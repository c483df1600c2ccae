use hoopsim_game::defense::ContestTier;
use hoopsim_game::free_throws::{FreeThrowSituation, free_throw_probability, shoot_free_throws};
use hoopsim_game::probability::weighted_index;
use hoopsim_game::rebounds::{
    ReboundInput, choose_crashers, offensive_base_rate, offensive_rebound_probability,
    resolve_rebound,
};
use hoopsim_game::shooting::{ShotInput, resolve_shot, shot_probability};
use hoopsim_game::turnovers::{TurnoverInput, turnover_check, turnover_probability};
use hoopsim_game::{Attribute, Attributes, GameRng, Pace, Player, Position, ReboundStrategy, ShotType};
use std::convert::TryFrom;

const SAMPLE_SIZE: usize = 5000;
const TOLERANCE: f64 = 0.025;

/// Rated player whose consistency sits at the neutral pivot, so rolls carry no jitter.
fn steady_player(name: &str, position: Position, rating: f64) -> Player {
    let mut attributes = Attributes::uniform(rating);
    attributes.set(Attribute::Consistency, 50.0);
    Player::new(name, position, attributes)
}

fn rate(hits: usize) -> f64 {
    let sample_size = u32::try_from(SAMPLE_SIZE).expect("sample size fits u32");
    f64::from(u32::try_from(hits).expect("count fits")) / f64::from(sample_size)
}

#[test]
fn shot_make_rate_tracks_probability() {
    let shooter = steady_player("Shooter", Position::SG, 70.0);
    let defender = steady_player("Defender", Position::SF, 55.0);
    let mut rng = GameRng::from_user_seed(4242);
    for (shot, tier) in [
        (ShotType::ThreePoint, ContestTier::Contested),
        (ShotType::Midrange, ContestTier::Open),
        (ShotType::Rim, ContestTier::Heavy),
    ] {
        let input = ShotInput {
            shooter: &shooter,
            defender: &defender,
            shot,
            finish: None,
            tier,
            transition: false,
            putback: false,
            score_diff: 0,
        };
        let expected = shot_probability(&input);
        let made = (0..SAMPLE_SIZE)
            .filter(|_| resolve_shot(&input, &mut rng).0)
            .count();
        let observed = rate(made);
        assert!(
            (observed - expected).abs() <= TOLERANCE,
            "{shot:?} make rate drifted: observed {observed:.4}, expected {expected:.4}"
        );
    }
}

#[test]
fn free_throw_rate_tracks_probability() {
    let shooter = steady_player("Shooter", Position::PG, 80.0);
    let situation = FreeThrowSituation::default();
    let expected = free_throw_probability(&shooter, situation);
    let mut rng = GameRng::from_user_seed(77);
    let made: usize = (0..SAMPLE_SIZE / 2)
        .map(|_| usize::from(shoot_free_throws(&shooter, 2, situation, &mut rng).made()))
        .sum();
    let observed = rate(made);
    assert!(
        (observed - expected).abs() <= TOLERANCE,
        "free throw rate drifted: observed {observed:.4}, expected {expected:.4}"
    );
}

#[test]
fn turnover_rate_tracks_probability() {
    let handler = steady_player("Handler", Position::PG, 45.0);
    let defender = steady_player("Pest", Position::SG, 75.0);
    let input = TurnoverInput {
        handler: &handler,
        defender: &defender,
        pace: Pace::Fast,
        transition: true,
        zone_share: 0.0,
        shot_clock: 24.0,
        score_diff: 0,
    };
    let expected = turnover_probability(&input);
    let mut rng = GameRng::from_user_seed(9001);
    let turnovers = (0..SAMPLE_SIZE)
        .filter(|_| turnover_check(&input, &mut rng).0)
        .count();
    let observed = rate(turnovers);
    assert!(
        (observed - expected).abs() <= TOLERANCE,
        "turnover rate drifted: observed {observed:.4}, expected {expected:.4}"
    );
}

#[test]
fn weighted_index_matches_weights() {
    let weights = [0.5, 0.3, 0.2];
    let mut counts = [0usize; 3];
    let mut rng = GameRng::from_user_seed(31);
    for _ in 0..SAMPLE_SIZE {
        let pick = weighted_index(&weights, &mut rng);
        assert!(!pick.fallback);
        counts[pick.index] += 1;
    }
    for (count, weight) in counts.iter().zip(weights) {
        let observed = rate(*count);
        assert!(
            (observed - weight).abs() <= TOLERANCE,
            "weight {weight} drifted: observed {observed:.4}"
        );
    }
}

#[test]
fn offensive_rebound_rate_tracks_strength_share() {
    let offense: Vec<Player> = Position::ALL
        .iter()
        .map(|pos| steady_player(&format!("O {pos}"), *pos, 65.0))
        .collect();
    let defense: Vec<Player> = Position::ALL
        .iter()
        .map(|pos| steady_player(&format!("D {pos}"), *pos, 55.0))
        .collect();
    let strategy = ReboundStrategy::CrashGlass;
    let input = ReboundInput {
        offense: &offense,
        defense: &defense,
        offense_strategy: strategy,
        defense_strategy: ReboundStrategy::Standard,
        shot: Some(ShotType::Midrange),
        blocked: false,
    };

    let offense_pool: Vec<Player> = choose_crashers(&offense, strategy.offensive_rebounders())
        .into_iter()
        .map(|idx| offense[idx].clone())
        .collect();
    let defense_pool: Vec<Player> =
        choose_crashers(&defense, ReboundStrategy::Standard.defensive_rebounders())
            .into_iter()
            .map(|idx| defense[idx].clone())
            .collect();
    let base = offensive_base_rate(input.shot, strategy);
    let (expected, fallback) = offensive_rebound_probability(&offense_pool, &defense_pool, base, false);
    assert!(!fallback);

    let mut rng = GameRng::from_user_seed(512);
    let offensive = (0..SAMPLE_SIZE)
        .filter(|_| {
            resolve_rebound(&input, &mut rng)
                .expect("both pools populated")
                .offensive
        })
        .count();
    let observed = rate(offensive);
    assert!(
        (observed - expected).abs() <= TOLERANCE,
        "offensive rebound rate drifted: observed {observed:.4}, expected {expected:.4}"
    );
}
//! Stamina drain, bench recovery, and fatigue-degraded snapshots.
use serde::{Deserialize, Serialize};
use std::collections::BTreeMap;

use crate::constants::{
    STAMINA_DEGRADATION_EXPONENT, STAMINA_DEGRADATION_SCALE, STAMINA_DEGRADATION_THRESHOLD,
    STAMINA_MAX, STAMINA_RECOVERY_RATE, STAMINA_SCORING_OPTION_SURCHARGE, STAMINA_TIMEOUT_RECOVERY,
};
use crate::player::Player;
use crate::tactics::{Pace, TacticalSettings};
use crate::team::{Team, TeamSide};

/// Per-player condition tracked across the game.
#[derive(Debug, Clone, Copy, PartialEq, Serialize, Deserialize)]
pub struct PlayerCondition {
    pub stamina: f64,
    /// Cumulative minutes on the floor.
    pub minutes: f64,
}

impl Default for PlayerCondition {
    fn default() -> Self {
        Self {
            stamina: STAMINA_MAX,
            minutes: 0.0,
        }
    }
}

/// Stamina cost of one possession for an on-court player.
#[must_use]
pub fn possession_cost(pace: Pace, scoring_option: bool) -> f64 {
    let surcharge = if scoring_option {
        STAMINA_SCORING_OPTION_SURCHARGE
    } else {
        0.0
    };
    pace.stamina_cost() + surcharge
}

/// Exact bench recovery over `minutes`: `s(t) = 100 - (100 - s0) * e^(-0.08 t)`.
#[must_use]
pub fn recovered(stamina: f64, minutes: f64) -> f64 {
    if minutes <= 0.0 {
        return stamina;
    }
    let rate = STAMINA_RECOVERY_RATE / STAMINA_MAX;
    (STAMINA_MAX - (STAMINA_MAX - stamina) * (-rate * minutes).exp()).clamp(0.0, STAMINA_MAX)
}

/// Attribute penalty fraction for a stamina level: `0.2 * (80 - s)^1.3` percent.
#[must_use]
pub fn degradation_penalty(stamina: f64) -> f64 {
    if stamina >= STAMINA_DEGRADATION_THRESHOLD {
        return 0.0;
    }
    let deficit = STAMINA_DEGRADATION_THRESHOLD - stamina.max(0.0);
    let percent = STAMINA_DEGRADATION_SCALE * deficit.powf(STAMINA_DEGRADATION_EXPONENT);
    (percent / 100.0).min(1.0)
}

/// Game-long stamina and minutes for both rosters.
#[derive(Debug, Clone, Default, PartialEq, Serialize, Deserialize)]
pub struct StaminaManager {
    conditions: [BTreeMap<String, PlayerCondition>; 2],
}

impl StaminaManager {
    #[must_use]
    pub fn new(home: &Team, away: &Team) -> Self {
        let fresh = |team: &Team| {
            team.roster
                .iter()
                .map(|player| (player.name.clone(), PlayerCondition::default()))
                .collect()
        };
        Self {
            conditions: [fresh(home), fresh(away)],
        }
    }

    #[must_use]
    pub fn condition(&self, side: TeamSide, name: &str) -> PlayerCondition {
        self.conditions[side.index()]
            .get(name)
            .copied()
            .unwrap_or_default()
    }

    #[must_use]
    pub fn stamina(&self, side: TeamSide, name: &str) -> f64 {
        self.condition(side, name).stamina
    }

    #[must_use]
    pub fn minutes(&self, side: TeamSide, name: &str) -> f64 {
        self.condition(side, name).minutes
    }

    /// Fatigue-degraded copy of `player` for this possession.
    #[must_use]
    pub fn snapshot(&self, side: TeamSide, player: &Player) -> Player {
        player.degraded(degradation_penalty(self.stamina(side, &player.name)))
    }

    /// Drain the floor, rest the bench, and add minutes after a possession.
    pub fn apply_possession(
        &mut self,
        side: TeamSide,
        on_court: &[&str],
        tactics: &TacticalSettings,
        elapsed_seconds: f64,
    ) {
        let minutes = elapsed_seconds.max(0.0) / 60.0;
        for (name, condition) in &mut self.conditions[side.index()] {
            if on_court.contains(&name.as_str()) {
                let cost = possession_cost(tactics.pace, tactics.is_scoring_option(name));
                condition.stamina = (condition.stamina - cost).max(0.0);
                condition.minutes += minutes;
            } else {
                condition.stamina = recovered(condition.stamina, minutes);
            }
        }
    }

    /// Timeout huddle: everyone listed gets a flat boost.
    pub fn timeout_recovery(&mut self, side: TeamSide, on_court: &[&str]) {
        for name in on_court {
            if let Some(condition) = self.conditions[side.index()].get_mut(*name) {
                condition.stamina = (condition.stamina + STAMINA_TIMEOUT_RECOVERY).min(STAMINA_MAX);
            }
        }
    }

    /// Period break: every player recovers as if resting for `minutes`.
    pub fn rest_all(&mut self, minutes: f64) {
        for side in &mut self.conditions {
            for condition in side.values_mut() {
                condition.stamina = recovered(condition.stamina, minutes);
            }
        }
    }
}
//! Turnover checks, turnover types, and steals.
use rand::Rng;
use serde::{Deserialize, Serialize};

use crate::constants::{
    STEAL_BASE_RATE, STEAL_K, TURNOVER_BASE_RATE, TURNOVER_CAP, TURNOVER_FAST_LOST_BALL,
    TURNOVER_MATCHUP_K, TURNOVER_MATCHUP_SPAN, TURNOVER_SHOT_CLOCK_PRESSURE,
    TURNOVER_SHOT_CLOCK_WINDOW, TURNOVER_TRANSITION_ADJ, TURNOVER_WEIGHT_BAD_PASS,
    TURNOVER_WEIGHT_LOST_BALL, TURNOVER_WEIGHT_OFFENSIVE_FOUL, TURNOVER_WEIGHT_OTHER_VIOLATION,
    TURNOVER_WEIGHT_SHOT_CLOCK, TURNOVER_ZONE_BAD_PASS,
};
use crate::player::{Attribute, Player};
use crate::probability::{
    composite, consistency_variance, roll, rubber_band_points, select, sigmoid,
    weighted_sigmoid_probability, weights,
};
use crate::tactics::Pace;
use crate::trace::{TraceEntry, WeightFactor, WeightedCandidate};

#[derive(Debug, Clone, Copy, PartialEq, Eq, Hash, Serialize, Deserialize)]
#[serde(rename_all = "snake_case")]
pub enum TurnoverKind {
    BadPass,
    LostBall,
    OffensiveFoul,
    ShotClock,
    OtherViolation,
}

impl TurnoverKind {
    pub const ALL: [Self; 5] = [
        Self::BadPass,
        Self::LostBall,
        Self::OffensiveFoul,
        Self::ShotClock,
        Self::OtherViolation,
    ];

    #[must_use]
    pub const fn as_str(self) -> &'static str {
        match self {
            Self::BadPass => "bad_pass",
            Self::LostBall => "lost_ball",
            Self::OffensiveFoul => "offensive_foul",
            Self::ShotClock => "shot_clock",
            Self::OtherViolation => "other_violation",
        }
    }

    /// Live-ball turnovers can be stolen and start the break the other way.
    #[must_use]
    pub const fn is_live_ball(self) -> bool {
        matches!(self, Self::BadPass | Self::LostBall)
    }

    const fn base_weight(self) -> f64 {
        match self {
            Self::BadPass => TURNOVER_WEIGHT_BAD_PASS,
            Self::LostBall => TURNOVER_WEIGHT_LOST_BALL,
            Self::OffensiveFoul => TURNOVER_WEIGHT_OFFENSIVE_FOUL,
            Self::ShotClock => TURNOVER_WEIGHT_SHOT_CLOCK,
            Self::OtherViolation => TURNOVER_WEIGHT_OTHER_VIOLATION,
        }
    }
}

/// Inputs to the turnover check and type draw.
#[derive(Debug, Clone, Copy)]
pub struct TurnoverInput<'a> {
    pub handler: &'a Player,
    pub defender: &'a Player,
    pub pace: Pace,
    pub transition: bool,
    /// Defense's zone share.
    pub zone_share: f64,
    pub shot_clock: f64,
    /// Offense's score minus the defense's.
    pub score_diff: i32,
}

/// Turnover probability before consistency variance, capped at 12%.
#[must_use]
pub fn turnover_probability(input: &TurnoverInput<'_>) -> f64 {
    let defender_comp = composite(input.defender, weights::STEAL);
    let handler_comp = composite(input.handler, weights::BALL_SECURITY);
    let pressure = 2.0 * (sigmoid(TURNOVER_MATCHUP_K * (defender_comp - handler_comp)) - 0.5);
    let mut probability = TURNOVER_BASE_RATE + input.pace.turnover_adjustment();
    if input.transition {
        probability += TURNOVER_TRANSITION_ADJ;
    }
    probability += TURNOVER_MATCHUP_SPAN * pressure;
    probability -= rubber_band_points(input.score_diff);
    probability.clamp(0.0, TURNOVER_CAP)
}

/// Roll for a turnover. Two draws (variance, outcome).
pub fn turnover_check<R: Rng + ?Sized>(input: &TurnoverInput<'_>, rng: &mut R) -> (bool, TraceEntry) {
    let probability = consistency_variance(
        turnover_probability(input),
        input.handler.attr(Attribute::Consistency),
        rng,
    );
    roll("turnover.check", probability, rng)
}

/// Draw the turnover type.
pub fn turnover_kind<R: Rng + ?Sized>(
    input: &TurnoverInput<'_>,
    rng: &mut R,
) -> (TurnoverKind, Vec<TraceEntry>) {
    let candidates = TurnoverKind::ALL
        .iter()
        .map(|kind| {
            let mut candidate = WeightedCandidate::plain(kind.as_str(), kind.base_weight());
            let adjustment = match kind {
                TurnoverKind::BadPass => Some(("zone", TURNOVER_ZONE_BAD_PASS * input.zone_share)),
                TurnoverKind::LostBall if input.pace == Pace::Fast => {
                    Some(("pace", TURNOVER_FAST_LOST_BALL))
                }
                TurnoverKind::ShotClock if input.shot_clock <= TURNOVER_SHOT_CLOCK_WINDOW => {
                    Some(("shot_clock", TURNOVER_SHOT_CLOCK_PRESSURE))
                }
                _ => None,
            };
            if let Some((label, value)) = adjustment
                && value > 0.0
            {
                candidate.adjustments.push(WeightFactor::new(label, value));
                candidate.final_weight += value;
            }
            candidate
        })
        .collect();
    let selection = select("turnover.kind", candidates, rng);
    let kind = TurnoverKind::ALL
        .get(selection.index)
        .copied()
        .unwrap_or(TurnoverKind::BadPass);
    (kind, selection.trace)
}

/// Steal resolution for a live-ball turnover.
///
/// Rolls whether the defense came away with it, then picks the thief by
/// steal composite. Returns an index into `defenders`.
pub fn resolve_steal<R: Rng + ?Sized>(
    handler: &Player,
    defenders: &[Player],
    primary: usize,
    rng: &mut R,
) -> (Option<usize>, Vec<TraceEntry>) {
    let Some(defender) = defenders.get(primary) else {
        return (None, Vec::new());
    };
    let diff = composite(defender, weights::STEAL) - composite(handler, weights::BALL_SECURITY);
    let probability = weighted_sigmoid_probability(STEAL_BASE_RATE, diff, STEAL_K);
    let (stolen, entry) = roll("turnover.steal", probability, rng);
    let mut trace = vec![entry];
    if !stolen {
        return (None, trace);
    }
    let candidates = defenders
        .iter()
        .map(|player| WeightedCandidate::plain(player.name.clone(), composite(player, weights::STEAL)))
        .collect();
    let selection = select("turnover.stealer", candidates, rng);
    trace.extend(selection.trace);
    (Some(selection.index), trace)
}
★ ★ ★ ★ ★ ★ ★
Your objective: Using the entries above, say how many lines contain the string "Serialize"; the number is the full reply.

Output for this exercise: 5